Each week, Food Tank is rounding up a few news stories that inspire excitement, infuriation, or curiosity.
An Ohio Farm Community Attracting the “MAHA Mom”
A recent New York Times article spotlights Aberlin Springs, an “agri-community” near Cincinnati, Ohio that’s become a magnet for families pursuing a return to traditional, agrarian living. According to the Times, the neighborhood has become a mecca for the “MAHA mom,” a label applied to a growing group of women who champion improved American diets and a return to traditional domestic roles and a homestead lifestyle.
At the heart of the development is a farm that feeds residents, with a farm store selling products ranging from fresh sourdough and eggs to beef tallow balm. The grounds are also pesticide-free, and residents must agree not to spray Roundup or other pesticides on their property.
Aberlin Springs appeals to people from both sides of the political spectrum, the Times reports. Leslie Aberlin, the development’s owner, describes the community as a place where “the far lefts with their pictures with the Bidens” can find common ground with “the far rights with their Trump flags and their guns,” connecting over healthy food and close community.
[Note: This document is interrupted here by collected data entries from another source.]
//! Rule kind classification
//!
//! A [`KindRegistry`] maps rule names (`java_test`, `rust_binary`, ...) to a [`Kind`]. The table is
//! static configuration: a built-in set of common rules plus whatever the settings add. Rule names
//! the table doesn't know are classified by suffix.

use serde::{Deserialize, Serialize};
use std::collections::{BTreeSet, HashMap};

/// When a rule has a transition applied to it, its kind carries this prefix.
const RULE_NAME_PREFIX_TRANSITION: &str = "_transition_";

#[derive(Debug, Clone, Copy, PartialEq, Eq, Hash, Serialize, Deserialize)]
#[serde(rename_all = "snake_case")]
pub enum RuleType {
    Test,
    Binary,
    Library,
    Unknown,
}

#[derive(Debug, Clone, Copy, PartialEq, Eq, Hash, PartialOrd, Ord, Serialize, Deserialize)]
#[serde(rename_all = "snake_case")]
pub enum LanguageClass {
    Java,
    Kotlin,
    Scala,
    Rust,
    Go,
    Python,
    Cc,
    Shell,
    JavaScript,
    Generic,
}

/// A recognized rule name together with its languages and rule type
#[derive(Debug, Clone, PartialEq, Eq, Serialize, Deserialize)]
pub struct Kind {
    pub kind_string: String,
    pub languages: BTreeSet<LanguageClass>,
    pub rule_type: RuleType,
}

impl Kind {
    pub fn new(kind_string: impl Into<String>, language: LanguageClass, rule_type: RuleType) -> Self {
        Self {
            kind_string: kind_string.into(),
            languages: BTreeSet::from([language]),
            rule_type,
        }
    }

    /// Web test wrappers run another test target inside a browser environment.
    pub fn is_web_test(&self) -> bool {
        self.rule_type == RuleType::Test && self.kind_string.ends_with("web_test")
    }

    pub fn has_language(&self, language: LanguageClass) -> bool {
        self.languages.contains(&language)
    }
}

/// Extra table entry loaded from settings
#[derive(Debug, Clone, PartialEq, Eq, Serialize, Deserialize)]
pub struct KindEntry {
    pub kind: String,
    pub rule_type: RuleType,
    #[serde(default)]
    pub languages: Vec<LanguageClass>,
}

const BUILTIN_KINDS: &[(&str, LanguageClass, RuleType)] = &[
    ("java_test", LanguageClass::Java, RuleType::Test),
    ("java_binary", LanguageClass::Java, RuleType::Binary),
    ("java_library", LanguageClass::Java, RuleType::Library),
    ("java_web_test", LanguageClass::Java, RuleType::Test),
    ("kt_jvm_test", LanguageClass::Kotlin, RuleType::Test),
    ("kt_jvm_binary", LanguageClass::Kotlin, RuleType::Binary),
    ("kt_jvm_library", LanguageClass::Kotlin, RuleType::Library),
    ("scala_test", LanguageClass::Scala, RuleType::Test),
    ("scala_junit_test", LanguageClass::Scala, RuleType::Test),
    ("scala_binary", LanguageClass::Scala, RuleType::Binary),
    ("scala_library", LanguageClass::Scala, RuleType::Library),
    ("rust_test", LanguageClass::Rust, RuleType::Test),
    ("rust_test_suite", LanguageClass::Rust, RuleType::Test),
    ("rust_doc_test", LanguageClass::Rust, RuleType::Test),
    ("rust_binary", LanguageClass::Rust, RuleType::Binary),
    ("rust_library", LanguageClass::Rust, RuleType::Library),
    ("rust_proc_macro", LanguageClass::Rust, RuleType::Library),
    ("go_test", LanguageClass::Go, RuleType::Test),
    ("go_binary", LanguageClass::Go, RuleType::Binary),
    ("go_library", LanguageClass::Go, RuleType::Library),
    ("go_web_test", LanguageClass::Go, RuleType::Test),
    ("py_test", LanguageClass::Python, RuleType::Test),
    ("py_binary", LanguageClass::Python, RuleType::Binary),
    ("py_library", LanguageClass::Python, RuleType::Library),
    ("py_web_test", LanguageClass::Python, RuleType::Test),
    ("cc_test", LanguageClass::Cc, RuleType::Test),
    ("cc_binary", LanguageClass::Cc, RuleType::Binary),
    ("cc_library", LanguageClass::Cc, RuleType::Library),
    ("sh_test", LanguageClass::Shell, RuleType::Test),
    ("sh_binary", LanguageClass::Shell, RuleType::Binary),
    ("sh_library", LanguageClass::Shell, RuleType::Library),
    ("web_test", LanguageClass::Generic, RuleType::Test),
    ("test_suite", LanguageClass::Generic, RuleType::Test),
];

/// Read-only lookup table from rule name to [`Kind`]
#[derive(Debug, Clone)]
pub struct KindRegistry {
    kinds: HashMap<String, Kind>,
}

impl Default for KindRegistry {
    fn default() -> Self {
        Self::with_builtin()
    }
}

impl KindRegistry {
    pub fn empty() -> Self {
        Self {
            kinds: HashMap::new(),
        }
    }

    pub fn with_builtin() -> Self {
        let mut registry = Self::empty();
        for (name, language, rule_type) in BUILTIN_KINDS {
            registry.register(Kind::new(*name, *language, *rule_type));
        }
        registry
    }

    /// Builtin table plus the extra entries from settings. Extras never replace builtins.
    pub fn with_extras(extras: &[KindEntry]) -> Self {
        let mut registry = Self::with_builtin();
        for entry in extras {
            let languages = if entry.languages.is_empty() {
                BTreeSet::from([LanguageClass::Generic])
            } else {
                entry.languages.iter().copied().collect()
            };
            registry.register(Kind {
                kind_string: entry.kind.clone(),
                languages,
                rule_type: entry.rule_type,
            });
        }
        registry
    }

    /// Adds `kind`, or returns the existing kind with the same rule name.
    pub fn register(&mut self, kind: Kind) -> &Kind {
        self.kinds.entry(kind.kind_string.clone()).or_insert(kind)
    }

    pub fn from_rule_name(&self, rule_name: &str) -> Option<&Kind> {
        let rule_name = rule_name
            .strip_prefix(RULE_NAME_PREFIX_TRANSITION)
            .unwrap_or(rule_name);
        self.kinds.get(rule_name)
    }

    /// Known kinds answer from the table; unknown rule names are classified by suffix.
    pub fn guess_rule_type(&self, rule_name: &str) -> RuleType {
        if let Some(kind) = self.from_rule_name(rule_name) {
            return kind.rule_type;
        }
        if is_test_suite(rule_name) || rule_name.ends_with("_test") {
            return RuleType::Test;
        }
        if rule_name.ends_with("_binary") {
            return RuleType::Binary;
        }
        if rule_name.ends_with("_library") {
            return RuleType::Library;
        }
        RuleType::Unknown
    }

    pub fn is_web_test(&self, rule_name: &str) -> bool {
        match self.from_rule_name(rule_name) {
            Some(kind) => kind.is_web_test(),
            None => self.guess_rule_type(rule_name) == RuleType::Test && rule_name.ends_with("web_test"),
        }
    }

    pub fn kinds_for_language(&self, language: LanguageClass) -> Vec<&Kind> {
        let mut kinds: Vec<&Kind> = self
            .kinds
            .values()
            .filter(|k| k.has_language(language))
            .collect();
        kinds.sort_by(|a, b| a.kind_string.cmp(&b.kind_string));
        kinds
    }
}

/// Plain `test_suite` targets and macros producing a test suite
fn is_test_suite(rule_name: &str) -> bool {
    rule_name.ends_with("test_suite") || rule_name.ends_with("test_suites")
}

#[cfg(test)]
mod tests {
    use super::*;

    #[test]
    fn test_builtin_lookup() {
        let registry = KindRegistry::with_builtin();
        let kind = registry.from_rule_name("java_test").unwrap();
        assert_eq!(kind.rule_type, RuleType::Test);
        assert!(kind.has_language(LanguageClass::Java));
    }

    #[test]
    fn test_transition_prefix_is_stripped() {
        let registry = KindRegistry::with_builtin();
        let kind = registry.from_rule_name("_transition_rust_binary").unwrap();
        assert_eq!(kind.kind_string, "rust_binary");
    }

    #[test]
    fn test_guess_rule_type_by_suffix() {
        let registry = KindRegistry::with_builtin();
        assert_eq!(registry.guess_rule_type("my_custom_test"), RuleType::Test);
        assert_eq!(registry.guess_rule_type("android_test_suites"), RuleType::Test);
        assert_eq!(registry.guess_rule_type("ts_binary"), RuleType::Binary);
        assert_eq!(registry.guess_rule_type("ts_library"), RuleType::Library);
        assert_eq!(registry.guess_rule_type("genrule"), RuleType::Unknown);
    }

    #[test]
    fn test_web_test_detection() {
        let registry = KindRegistry::with_builtin();
        assert!(registry.is_web_test("java_web_test"));
        assert!(registry.is_web_test("closure_web_test"));
        assert!(!registry.is_web_test("java_test"));
    }

    #[test]
    fn test_extras_do_not_override_builtins() {
        let registry = KindRegistry::with_extras(&[
            KindEntry {
                kind: "java_test".to_string(),
                rule_type: RuleType::Binary,
                languages: vec![],
            },
            KindEntry {
                kind: "ios_unit_test".to_string(),
                rule_type: RuleType::Test,
                languages: vec![],
            },
        ]);
        assert_eq!(registry.guess_rule_type("java_test"), RuleType::Test);
        let extra = registry.from_rule_name("ios_unit_test").unwrap();
        assert!(extra.has_language(LanguageClass::Generic));
    }
}
//! Resolver settings
//!
//! Settings live in `.runtarget.json` files. Every field is optional; a file only overrides what
//! it sets. Files found between the filesystem root and the working directory are layered
//! root-first, so the nearest file wins.

mod merge;
mod settings;

pub use merge::{SettingsMerger, SETTINGS_FILE_NAME};
pub use settings::ResolverSettings;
The community has attracted a diverse range of family types, including single women and LGBTQ couples who are drawn to the Aberlin Springs’ reverence for healthy soil, farm-fresh meals, and family-centered living. But and a shared passion for healthy soil and fresh vegetables sometimes fails to bridge the political divide, according to the Times—particularly when it comes to topics including vaccination and mothers pursuing careers.
Parents sometimes take the advice of a neighbor over that of a pediatrician when considering whether to vaccinate their child, the article describes. And many of MAHA’s followers are proponents of a familial utopia that includes a homestead lifestyle and farm-fresh dinners, ideally prepared by a mother who stays home.”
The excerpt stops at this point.